Florence Lillian (Smith) Dickhaut was born in Chicago, Illinois, on May 10, 1887, the daughter of Charles Edwin and Alvira (Woodward) Smith. She obtained her early education in Chicago's public schools. Between 1905 and 1909 she attended Northwestern University and earned a B.A. degree in Liberal Arts. During her years as an undergraduate, Dickhaut was active in many student affairs as a member of the Calethia Literary Society and the Dramatic Club, as president of her junior class, and as a contributor of both poetry and prose works to the Northwestern Magazine. She compiled a distinguished academic record and was elected to membership in Phi Beta Kappa.

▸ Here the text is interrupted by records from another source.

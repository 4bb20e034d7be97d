//! Frame-to-event decoding

use crate::{
    constants::HEADER_TERMINATOR,
    error::{EslError, EslResult},
    event::EslEvent,
    headers::{ContentType, Header},
    protocol::{self, Frame},
};

/// Turns raw frame bytes into an [`EslEvent`].
///
/// Implementations must not touch any transport; a decode failure only
/// aborts processing of that one frame.
pub trait Decoder: Send + Sync + 'static {
    /// Decode one complete frame.
    fn decode(&self, frame: &[u8]) -> EslResult<EslEvent>;
}

impl<F> Decoder for F
where
    F: Fn(&[u8]) -> EslResult<EslEvent> + Send + Sync + 'static,
{
    fn decode(&self, frame: &[u8]) -> EslResult<EslEvent> {
        self(frame)
    }
}

/// Default decoder for FreeSWITCH frames.
///
/// Chooses the body format from the outer `Content-Type`:
/// - `text/event-plain`: body holds percent-encoded event headers, optionally
///   followed by a blank line and an inner body
/// - `text/event-json`: body is a JSON object, `_body` becomes the event body
/// - `text/event-xml`: `<event><headers>…</headers><body>…</body></event>`
/// - anything else: the outer headers are the event headers and the frame
///   body is the event body
#[derive(Debug, Clone, Copy, Default)]
pub struct EslDecoder;

impl EslDecoder {
    pub fn new() -> Self {
        Self
    }

    fn body_text(frame: &Frame) -> EslResult<Option<&str>> {
        match frame.body() {
            [] => Ok(None),
            bytes => std::str::from_utf8(bytes)
                .map(Some)
                .map_err(|_| EslError::decode("invalid UTF-8 in body")),
        }
    }

    /// Plain text event
    ///
    /// FreeSWITCH text/event-plain wire format uses a two-part structure:
    /// - Outer envelope: Content-Length + Content-Type headers
    /// - Body: URL-encoded key: value lines (the actual event headers)
    fn decode_plain(&self, body: Option<&str>) -> EslResult<EslEvent> {
        let body = body.ok_or_else(|| EslError::decode("plain event missing body"))?;

        let (header_section, inner_body) = match body.find(HEADER_TERMINATOR) {
            Some(pos) => (&body[..pos], Some(&body[pos + HEADER_TERMINATOR.len()..])),
            None => (body, None),
        };

        let mut event = EslEvent::new();
        for (key, value) in protocol::parse_headers(header_section)? {
            event.set_header(key, value);
        }

        if let Some(ib) = inner_body {
            if !ib.is_empty() {
                event.set_body(ib);
            }
        }

        Ok(event)
    }

    fn decode_json(&self, body: Option<&str>) -> EslResult<EslEvent> {
        let body = body.ok_or_else(|| EslError::decode("JSON event missing body"))?;

        let json_value: serde_json::Value = serde_json::from_str(body)
            .map_err(|e| EslError::decode(format!("invalid JSON event: {}", e)))?;
        let obj = json_value
            .as_object()
            .ok_or_else(|| EslError::decode("JSON event is not an object"))?;

        let mut event = EslEvent::new();
        for (key, value) in obj {
            let value_str = match value {
                serde_json::Value::String(s) => s.clone(),
                _ => value.to_string(),
            };
            if key == "_body" {
                event.set_body(value_str);
            } else {
                event.set_header(key.clone(), value_str);
            }
        }

        Ok(event)
    }

    fn decode_xml(&self, body: Option<&str>) -> EslResult<EslEvent> {
        use quick_xml::events::Event as XmlEvent;
        use quick_xml::Reader;

        let body = body.ok_or_else(|| EslError::decode("XML event missing body"))?;

        let mut reader = Reader::from_str(body);
        let mut event = EslEvent::new();
        let mut in_headers = false;
        let mut in_body = false;
        let mut current_tag: Option<String> = None;

        loop {
            match reader.read_event() {
                Ok(XmlEvent::Start(ref e)) => {
                    let tag = String::from_utf8_lossy(
                        e.name()
                            .as_ref(),
                    )
                    .to_string();
                    match tag.as_str() {
                        "headers" => in_headers = true,
                        "body" => in_body = true,
                        _ if in_headers => current_tag = Some(tag),
                        _ => {}
                    }
                }
                Ok(XmlEvent::End(ref e)) => {
                    match e
                        .name()
                        .as_ref()
                    {
                        b"headers" => in_headers = false,
                        b"body" => in_body = false,
                        _ if in_headers => current_tag = None,
                        _ => {}
                    }
                }
                Ok(XmlEvent::Text(ref e)) => {
                    let text = e
                        .unescape()
                        .map_err(|e| EslError::decode(format!("invalid XML text: {}", e)))?
                        .to_string();
                    if in_body {
                        event.set_body(text);
                    } else if let Some(ref tag) = current_tag {
                        event.set_header(tag.clone(), text);
                    }
                }
                Ok(XmlEvent::Eof) => break,
                Err(e) => return Err(EslError::decode(format!("invalid XML event: {}", e))),
                _ => {}
            }
        }

        Ok(event)
    }
}

impl Decoder for EslDecoder {
    fn decode(&self, raw: &[u8]) -> EslResult<EslEvent> {
        let frame = Frame::from_bytes(raw);
        if frame.is_empty() {
            return Err(EslError::decode("empty frame"));
        }

        let outer = protocol::parse_headers(frame.header_block())?;
        let body = Self::body_text(&frame)?;
        let content_type = outer
            .get(Header::ContentType.as_str())
            .and_then(|ct| {
                ct.parse::<ContentType>()
                    .ok()
            });

        let mut event = match content_type {
            Some(ContentType::EventPlain) => self.decode_plain(body)?,
            Some(ContentType::EventJson) => self.decode_json(body)?,
            Some(ContentType::EventXml) => self.decode_xml(body)?,
            _ => {
                let mut event = EslEvent::new();
                for (key, value) in outer {
                    event.set_header(key, value);
                }
                if let Some(body) = body {
                    event.set_body(body);
                }
                event
            }
        };

        event.resolve_name();
        event.set_raw(raw.to_vec());
        Ok(event)
    }
}

#[cfg(test)]
mod tests {
    use super::*;

    fn envelope(content_type: &str, body: &str) -> String {
        format!(
            "Content-Length: {}\nContent-Type: {}\n\n{}",
            body.len(),
            content_type,
            body
        )
    }

    #[test]
    fn test_decode_plain_event() {
        let raw = envelope(
            "text/event-plain",
            "Event-Name: CHANNEL_ANSWER\nUnique-ID: test-uuid\n\n",
        );
        let event = EslDecoder
            .decode(raw.as_bytes())
            .unwrap();

        assert_eq!(event.name(), "CHANNEL_ANSWER");
        assert_eq!(event.unique_id(), Some("test-uuid"));
        assert_eq!(event.raw(), raw.as_bytes());
    }

    #[test]
    fn test_decode_plain_percent_decoding() {
        let raw = envelope(
            "text/event-plain",
            "Event-Name: HEARTBEAT\nUp-Time: 0%20years%2C%200%20days\nEvent-Info: System%20Ready\n\n",
        );
        let event = EslDecoder
            .decode(raw.as_bytes())
            .unwrap();

        assert_eq!(event.name(), "HEARTBEAT");
        assert_eq!(event.header("Up-Time"), Some("0 years, 0 days"));
        assert_eq!(event.header("Event-Info"), Some("System Ready"));
    }

    #[test]
    fn test_decode_plain_with_inner_body() {
        let inner_body = "+OK Status\n";
        let body = format!(
            "Event-Name: BACKGROUND_JOB\nJob-UUID: abc-123\nContent-Length: {}\n\n{}",
            inner_body.len(),
            inner_body
        );
        let raw = envelope("text/event-plain", &body);
        let event = EslDecoder
            .decode(raw.as_bytes())
            .unwrap();

        assert_eq!(event.name(), "BACKGROUND_JOB");
        assert_eq!(event.job_uuid(), Some("abc-123"));
        assert_eq!(event.body(), Some("+OK Status\n"));
    }

    #[test]
    fn test_decode_json_event() {
        let raw = envelope(
            "text/event-json",
            r#"{"Event-Name":"CHANNEL_CREATE","Unique-ID":"u-1","Channel-State-Number":2,"_body":"hello"}"#,
        );
        let event = EslDecoder
            .decode(raw.as_bytes())
            .unwrap();

        assert_eq!(event.name(), "CHANNEL_CREATE");
        assert_eq!(event.header("Channel-State-Number"), Some("2"));
        assert_eq!(event.body(), Some("hello"));
    }

    #[test]
    fn test_decode_xml_event_with_body() {
        let xml_body = "\
<event>\n\
  <headers>\n\
    <Event-Name>BACKGROUND_JOB</Event-Name>\n\
    <Job-UUID>def-456</Job-UUID>\n\
  </headers>\n\
  <body>+OK result data</body>\n\
</event>";
        let raw = envelope("text/event-xml", xml_body);
        let event = EslDecoder
            .decode(raw.as_bytes())
            .unwrap();

        assert_eq!(event.name(), "BACKGROUND_JOB");
        assert_eq!(event.job_uuid(), Some("def-456"));
        assert_eq!(event.body(), Some("+OK result data"));
    }

    #[test]
    fn test_decode_reply_uses_outer_headers() {
        let raw = "Content-Type: api/response\nContent-Length: 3\n\n+OK";
        let event = EslDecoder
            .decode(raw.as_bytes())
            .unwrap();

        assert_eq!(event.name(), "");
        assert_eq!(event.header("Content-Type"), Some("api/response"));
        assert_eq!(event.body(), Some("+OK"));
    }

    #[test]
    fn test_decode_errors() {
        assert!(matches!(
            EslDecoder.decode(b""),
            Err(EslError::Decode { .. })
        ));
        assert!(matches!(
            EslDecoder.decode(envelope("text/event-json", "{not json").as_bytes()),
            Err(EslError::Decode { .. })
        ));
        assert!(matches!(
            EslDecoder.decode(b"Content-Type: text/event-plain\n\n"),
            Err(EslError::Decode { .. })
        ));
        assert!(matches!(
            EslDecoder.decode(b"no colon here\n\n"),
            Err(EslError::Decode { .. })
        ));
    }

    #[test]
    fn test_closure_decoder() {
        let decoder = |_: &[u8]| -> EslResult<EslEvent> { Ok(EslEvent::with_name("FIXED")) };
        assert_eq!(
            decoder
                .decode(b"anything")
                .unwrap()
                .name(),
            "FIXED"
        );
    }
}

Between her graduation from Northwestern and 1913 Dickhaut taught in Evanston elementary schools. In 1913 she accepted a position at Ohskosh (Wisconsin) State Normal School and remained there until 1918, when she became supervisor of the Training School, State Normal School of San Diego. Dickhaut worked as a teacher in San Diego until 1922. In 1923 she took an M.A. degree in English from the University of Chicago, and returned to California in 1924 as an instructor and, later, professor of English and Journalism at San Diego State College.

In 1934 she became engaged to and later married Charles Adam Dickhaut, a Los Angeles businessman. She died on July 9, 1972. For additional information, see also: Northwestern University Archives' Alumni Biographical Files, College of Liberal Arts, Class of 1909, Series 51/2, Box 39.

Found in 1 Collection or Record:

Florence (Smith) Dickhaut (1887-1972) Papers

Identifier: 31/6/21

The Florence Dickhaut papers are arranged in one half-size box; they the years between 1905 to 1951, but date primarily from 1905 through 1912. Included are a small amount of general biographical materials; a folder of some of Dickhaut's prose and poetry; two scrapbooks documenting her activities and interests while at Northwestern; and four folders of memorabilia such as invitations; tickets; programs from dances, theatrical events, and debates; and other related materials.